An exact, complete copy of the lines below is the expected answer.
──────── Input material ────────
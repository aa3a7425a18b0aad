//! Domain primitives, aggregates and services.
//!
//! Purpose: Define the strongly typed entities of the trust engine, the pure
//! scoring and ranking functions, the ports adapters implement, and the
//! services that drive them. Nothing in here talks to a database or HTTP.
//!
//! Public surface:
//! - Error (alias to `error::Error`): API error response payload.
//! - ErrorCode (alias to `error::ErrorCode`): stable error identifier.
//! - Suggestion, Contributor, Feedback, Post, Response: scored entities.
//! - `trust`: pure usefulness and trust formulas.
//! - `ranking`: deterministic orderings over scored entities.
//! - TrustEngineService, CommunityService: use-case implementations.

pub mod community;
pub mod contributor;
pub mod error;
pub mod feedback;
pub mod follow_up;
pub mod ids;
pub mod ports;
pub mod ranking;
pub mod scores;
pub mod suggestion;
pub mod trace_id;
pub mod trust;

mod community_service;
mod score_recomputer;
mod trust_engine_error;
mod trust_engine_service;

pub use self::community::{
    CommunityValidationError, CountReconciliation, Pagination, PaginationError, Post, PostFilter,
    PostPage, PostSort, Resolution, Response, Verification,
};
pub use self::community_service::{CommunityPorts, CommunityService};
pub use self::contributor::{
    Contributor, ContributorLedger, ContributorStanding, DisplayNameError, ParseUserRoleError,
    UserRole,
};
pub use self::error::{Error, ErrorCode, ErrorValidationError, TRACE_ID_HEADER};
pub use self::feedback::{CommentTooLong, Feedback};
pub use self::follow_up::{FollowUpDelayError, FollowUpKey, FollowUpPolicy, FollowUpPrompt};
pub use self::ids::{FeedbackId, IdParseError, PostId, ResponseId, SuggestionId, UserId};
pub use self::score_recomputer::{
    BackoffJitter, RandomJitter, RecomputedContributor, RecomputedSuggestion, RetryPolicy,
    RetryPolicyError, RetryRuntime, RetrySleeper, ScoreRecomputer, TokioSleeper,
};
pub use self::scores::{BoundedScore, Rating, RatingError};
pub use self::suggestion::{
    RankedSuggestion, Suggestion, SuggestionLedger, SuggestionValidationError,
};
pub use self::trace_id::TraceId;
pub use self::trust::{ContributorActivity, FeedbackSample, SuggestionScores};
pub use self::trust_engine_error::{ScoredEntity, StaleScore, TrustEngineError};
pub use self::trust_engine_service::{TrustEnginePorts, TrustEngineService};

/// Convenient API result alias.
///
/// # Examples
/// ```
/// use actix_web::HttpResponse;
/// use krishilok::domain::{ApiResult, Error};
///
/// fn handler() -> ApiResult<HttpResponse> {
///     Err(Error::forbidden("nope"))
/// }
/// ```
pub type ApiResult<T> = Result<T, Error>;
────────
> **Result for this task**
repository aa3a7425a18b0aad
//! Domain primitives, aggregates and services.
//!
//! Purpose: Define the strongly typed entities of the trust engine, the pure
//! scoring and ranking functions, the ports adapters implement, and the
//! services that drive them. Nothing in here talks to a database or HTTP.
//!
//! Public surface:
//! - Error (alias to `error::Error`): API error response payload.
//! - ErrorCode (alias to `error::ErrorCode`): stable error identifier.
//! - Suggestion, Contributor, Feedback, Post, Response: scored entities.
//! - `trust`: pure usefulness and trust formulas.
//! - `ranking`: deterministic orderings over scored entities.
//! - TrustEngineService, CommunityService: use-case implementations.

pub mod community;
pub mod contributor;
pub mod error;
pub mod feedback;
pub mod follow_up;
pub mod ids;
pub mod ports;
pub mod ranking;
pub mod scores;
pub mod suggestion;
pub mod trace_id;
pub mod trust;

mod community_service;
mod score_recomputer;
mod trust_engine_error;
mod trust_engine_service;

pub use self::community::{
    CommunityValidationError, CountReconciliation, Pagination, PaginationError, Post, PostFilter,
    PostPage, PostSort, Resolution, Response, Verification,
};
pub use self::community_service::{CommunityPorts, CommunityService};
pub use self::contributor::{
    Contributor, ContributorLedger, ContributorStanding, DisplayNameError, ParseUserRoleError,
    UserRole,
};
pub use self::error::{Error, ErrorCode, ErrorValidationError, TRACE_ID_HEADER};
pub use self::feedback::{CommentTooLong, Feedback};
pub use self::follow_up::{FollowUpDelayError, FollowUpKey, FollowUpPolicy, FollowUpPrompt};
pub use self::ids::{FeedbackId, IdParseError, PostId, ResponseId, SuggestionId, UserId};
pub use self::score_recomputer::{
    BackoffJitter, RandomJitter, RecomputedContributor, RecomputedSuggestion, RetryPolicy,
    RetryPolicyError, RetryRuntime, RetrySleeper, ScoreRecomputer, TokioSleeper,
};
pub use self::scores::{BoundedScore, Rating, RatingError};
pub use self::suggestion::{
    RankedSuggestion, Suggestion, SuggestionLedger, SuggestionValidationError,
};
pub use self::trace_id::TraceId;
pub use self::trust::{ContributorActivity, FeedbackSample, SuggestionScores};
pub use self::trust_engine_error::{ScoredEntity, StaleScore, TrustEngineError};
pub use self::trust_engine_service::{TrustEnginePorts, TrustEngineService};

/// Convenient API result alias.
///
/// # Examples
/// ```
/// use actix_web::HttpResponse;
/// use krishilok::domain::{ApiResult, Error};
///
/// fn handler() -> ApiResult<HttpResponse> {
///     Err(Error::forbidden("nope"))
/// }
/// ```
pub type ApiResult<T> = Result<T, Error>;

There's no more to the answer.